It Follows, un film de David Robert Mitchell – Critique

Comme la plupart des genres bien définis du 7ème art, l’horreur est un sujet difficile à maîtriser. Difficile en effet de sortir des terrains battus et de se créer une identité propre tout en respectant les codes établis depuis les débuts du cinéma. Si le genre semble en ce moment moribond, particulièrement aux États-Unis, où les franchises ont pris le pas sur la recherche d’innovation, quelques perles restent à découvrir. Récemment, Mister Babadook avait ainsi généré une certaine curiosité par son côté ovni, ne ressemblant guère aux productions actuelles.
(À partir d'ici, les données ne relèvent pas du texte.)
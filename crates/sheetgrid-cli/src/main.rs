//! sheetgrid CLI - inspect and edit xlsx packages

use anyhow::{bail, Context, Result};
use clap::{Args, Parser, Subcommand};
use sheetgrid_core::{CellAddress, CellValue, Shift, Workbook, Worksheet, MAX_COLS};
use sheetgrid_xlsx::{WriterOptions, XlsxReader, XlsxWriter};
use std::io::{self, Write};
use std::path::{Path, PathBuf};

#[derive(Parser)]
#[command(name = "sheetgrid")]
#[command(author, version, about = "Inspect and edit xlsx packages")]
struct Cli {
    /// Log progress (same as RUST_LOG=debug)
    #[arg(short, long, global = true)]
    verbose: bool,

    #[command(subcommand)]
    command: Commands,
}

#[derive(Subcommand)]
enum Commands {
    /// Show information about a workbook
    Info {
        /// Input xlsx file
        input: PathBuf,
    },

    /// List the column records of a sheet
    Columns {
        /// Input xlsx file
        input: PathBuf,

        /// Sheet index (0-based)
        #[arg(short, long, default_value = "0")]
        sheet: usize,
    },

    /// Print a sheet as CSV
    #[command(alias = "csv")]
    ToCsv {
        /// Input xlsx file
        input: PathBuf,

        /// Output CSV file (default: stdout)
        #[arg(short, long)]
        output: Option<PathBuf>,

        /// Sheet index (0-based)
        #[arg(short, long, default_value = "0")]
        sheet: usize,

        /// Field delimiter
        #[arg(short, long, default_value = ",")]
        delimiter: char,
    },

    /// Insert blank rows, moving everything below down
    InsertRows(RowEdit),

    /// Delete rows, moving everything below up
    DeleteRows(RowEdit),

    /// Insert blank columns, moving everything to the right
    InsertColumns(ColumnEdit),

    /// Delete columns, moving everything to the left
    DeleteColumns(ColumnEdit),
}

#[derive(Args)]
struct EditTarget {
    /// Input xlsx file
    input: PathBuf,

    /// Output file (default: overwrite the input)
    #[arg(short, long)]
    output: Option<PathBuf>,

    /// Sheet index (0-based)
    #[arg(short, long, default_value = "0")]
    sheet: usize,

    /// Write text cells inline instead of through the shared string table
    #[arg(long)]
    inline_strings: bool,
}

#[derive(Args)]
struct RowEdit {
    #[command(flatten)]
    target: EditTarget,

    /// First row affected (1-based)
    #[arg(long)]
    at: u32,

    /// Number of rows
    #[arg(long, default_value = "1")]
    count: u32,
}

#[derive(Args)]
struct ColumnEdit {
    #[command(flatten)]
    target: EditTarget,

    /// First column affected, as a letter (`C`) or 1-based number
    #[arg(long)]
    at: String,

    /// Number of columns
    #[arg(long, default_value = "1")]
    count: u16,
}

fn main() -> Result<()> {
    let cli = Cli::parse();
    init_logging(cli.verbose);

    match cli.command {
        Commands::Info { input } => show_info(&input),
        Commands::Columns { input, sheet } => list_columns(&input, sheet),
        Commands::ToCsv {
            input,
            output,
            sheet,
            delimiter,
        } => to_csv(&input, output.as_deref(), sheet, delimiter),
        Commands::InsertRows(edit) => {
            let (at, count) = (edit.at, edit.count);
            edit_sheet(&edit.target, |sheet| sheet.insert_rows(at, count))
        }
        Commands::DeleteRows(edit) => {
            let (at, count) = (edit.at, edit.count);
            edit_sheet(&edit.target, |sheet| sheet.delete_rows(at, count))
        }
        Commands::InsertColumns(edit) => {
            let at = parse_column(&edit.at)?;
            let count = edit.count;
            edit_sheet(&edit.target, |sheet| sheet.insert_columns(at, count))
        }
        Commands::DeleteColumns(edit) => {
            let at = parse_column(&edit.at)?;
            let count = edit.count;
            edit_sheet(&edit.target, |sheet| sheet.delete_columns(at, count))
        }
    }
}

fn init_logging(verbose: bool) {
    let default_level = if verbose { "debug" } else { "warn" };
    env_logger::Builder::from_env(env_logger::Env::default().default_filter_or(default_level))
        .format_timestamp(None)
        .init();
}

fn open(input: &Path) -> Result<Workbook> {
    XlsxReader::read_file(input).with_context(|| format!("Failed to open '{}'", input.display()))
}

fn sheet_at(workbook: &Workbook, index: usize) -> Result<&Worksheet> {
    workbook
        .worksheet(index)
        .with_context(|| format!("Sheet index {} not found", index))
}

/// Column from `C` or `3`
fn parse_column(text: &str) -> Result<u16> {
    let col = match text.parse::<u16>() {
        Ok(n) => n,
        Err(_) => CellAddress::letters_to_column(&text.to_ascii_uppercase())
            .with_context(|| format!("Invalid column '{}'", text))?,
    };
    if col == 0 || col > MAX_COLS {
        bail!("Column {} outside 1..={}", col, MAX_COLS);
    }
    Ok(col)
}

fn edit_sheet<F>(target: &EditTarget, edit: F) -> Result<()>
where
    F: FnOnce(&mut Worksheet) -> sheetgrid_core::Result<()>,
{
    let mut workbook = open(&target.input)?;
    let sheet = workbook
        .worksheet_mut(target.sheet)
        .with_context(|| format!("Sheet index {} not found", target.sheet))?;
    let name = sheet.name().to_string();
    edit(sheet).with_context(|| format!("Failed to edit sheet '{}'", name))?;

    let output = target.output.as_deref().unwrap_or(target.input.as_path());
    let options = WriterOptions {
        shared_strings: !target.inline_strings,
        ..WriterOptions::default()
    };
    let file = std::fs::File::create(output)
        .with_context(|| format!("Failed to create '{}'", output.display()))?;
    XlsxWriter::write_with_options(&workbook, file, &options)
        .with_context(|| format!("Failed to write '{}'", output.display()))?;

    eprintln!("Wrote '{}'", output.display());
    Ok(())
}

fn show_info(input: &Path) -> Result<()> {
    let workbook = open(input)?;

    println!("File: {}", input.display());
    println!("Sheets: {}", workbook.sheet_count());
    println!("Shared strings: {}", workbook.shared_strings().len());
    if workbook.settings().date_1904 {
        println!("Date system: 1904");
    }

    for (i, sheet) in workbook.worksheets().enumerate() {
        println!();
        let marker = if i == workbook.active_sheet() { " (active)" } else { "" };
        println!("  Sheet {}: \"{}\"{}", i, sheet.name(), marker);
        if !sheet.is_visible() {
            println!("    Hidden");
        }

        match sheet.used_range() {
            Some(range) => println!("    Used range: {} ({} cells)", range, sheet.cell_count()),
            None => println!("    Used range: empty"),
        }
        println!("    Formulas: {}", sheet.formula_cells().count());
        println!("    Row records: {}", sheet.rows().len());
        println!("    Column records: {}", sheet.columns().len());
        println!("    Merged regions: {}", sheet.merged_regions().len());
        println!("    Comments: {}", sheet.comment_count());
        println!("    Protected ranges: {}", sheet.protected_ranges().len());
        println!("    Ignored errors: {}", sheet.ignored_errors().len());
    }

    Ok(())
}

fn list_columns(input: &Path, index: usize) -> Result<()> {
    let workbook = open(input)?;
    let sheet = sheet_at(&workbook, index)?;

    println!("min\tmax\twidth\thidden\toutline\tstyle");
    for record in sheet.columns().iter() {
        let width = record
            .width
            .map(|w| w.to_string())
            .unwrap_or_else(|| "-".to_string());
        let style = record
            .style_index
            .map(|s| s.to_string())
            .unwrap_or_else(|| "-".to_string());
        println!(
            "{}\t{}\t{}\t{}\t{}\t{}",
            CellAddress::column_to_letters(record.min),
            CellAddress::column_to_letters(record.max),
            width,
            record.hidden,
            record.outline_level,
            style
        );
    }

    Ok(())
}

fn to_csv(input: &Path, output: Option<&Path>, index: usize, delimiter: char) -> Result<()> {
    let workbook = open(input)?;
    let sheet = sheet_at(&workbook, index)?;

    let used_range = match sheet.used_range() {
        Some(range) => range,
        None => {
            eprintln!("Warning: Sheet appears to be empty");
            return Ok(());
        }
    };

    let mut csv_output = String::new();
    for row in 1..=used_range.end.row {
        let fields: Vec<String> = (1..=used_range.end.col)
            .map(|col| csv_field(&workbook, &sheet.get_value_at(row, col), delimiter))
            .collect();
        csv_output.push_str(&fields.join(&delimiter.to_string()));
        csv_output.push('\n');
    }

    if let Some(output_path) = output {
        std::fs::write(output_path, &csv_output)
            .with_context(|| format!("Failed to write '{}'", output_path.display()))?;
        eprintln!(
            "Wrote {} rows to '{}'",
            used_range.end.row,
            output_path.display()
        );
    } else {
        io::stdout()
            .write_all(csv_output.as_bytes())
            .context("Failed to write to stdout")?;
    }

    Ok(())
}

fn csv_field(workbook: &Workbook, value: &CellValue, delimiter: char) -> String {
    let text = match value {
        CellValue::Empty | CellValue::RichObjectRef(_) => String::new(),
        CellValue::Number(n) => {
            if n.fract() == 0.0 && n.abs() < 1e15 {
                format!("{}", *n as i64)
            } else {
                format!("{}", n)
            }
        }
        CellValue::Text(_) | CellValue::SharedStringRef(_) => {
            workbook.resolve_text(value).unwrap_or_default().to_string()
        }
        CellValue::Boolean(b) => (if *b { "TRUE" } else { "FALSE" }).to_string(),
        CellValue::Error(e) => e.to_string(),
        CellValue::Formula { cached, .. } => match cached {
            Some(v) => return csv_field(workbook, v, delimiter),
            None => String::new(),
        },
    };

    if text.contains(delimiter) || text.contains('"') || text.contains('\n') || text.contains('\r')
    {
        format!("\"{}\"", text.replace('"', "\"\""))
    } else {
        text
    }
}

#[cfg(test)]
mod tests {
    use super::*;

    #[test]
    fn test_parse_column() {
        assert_eq!(parse_column("C").unwrap(), 3);
        assert_eq!(parse_column("aa").unwrap(), 27);
        assert_eq!(parse_column("12").unwrap(), 12);
        assert!(parse_column("0").is_err());
        assert!(parse_column("ZZZZ").is_err());
    }

    #[test]
    fn test_csv_field_quotes_and_resolves() {
        let mut workbook = Workbook::new();
        let idx = workbook.shared_strings_mut().intern("a,b");
        assert_eq!(
            csv_field(&workbook, &CellValue::SharedStringRef(idx), ','),
            "\"a,b\""
        );
        assert_eq!(csv_field(&workbook, &CellValue::Number(42.0), ','), "42");
        assert_eq!(
            csv_field(&workbook, &CellValue::Boolean(true), ','),
            "TRUE"
        );
        let formula = CellValue::Formula {
            text: "1+1".to_string(),
            cached: Some(Box::new(CellValue::Number(2.5))),
        };
        assert_eq!(csv_field(&workbook, &formula, ','), "2.5");
    }

    #[test]
    fn cli_definition_is_valid() {
        use clap::CommandFactory;
        Cli::command().debug_assert();
    }
}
It Follows rentre dans cette catégorie de films à part, agréable vent de fraîcheur au milieu des Paranormal Activity 15, Annabelle ou autres Insidious.

Synopsis : Après une expérience sexuelle apparemment anodine, Jay se retrouve confrontée à d’étranges visions et  l’inextricable impression que quelqu’un, ou quelque chose, la suit. Abasourdis, Jay et ses amis doivent trouver une échappatoire à la menace qui semble les rattraper…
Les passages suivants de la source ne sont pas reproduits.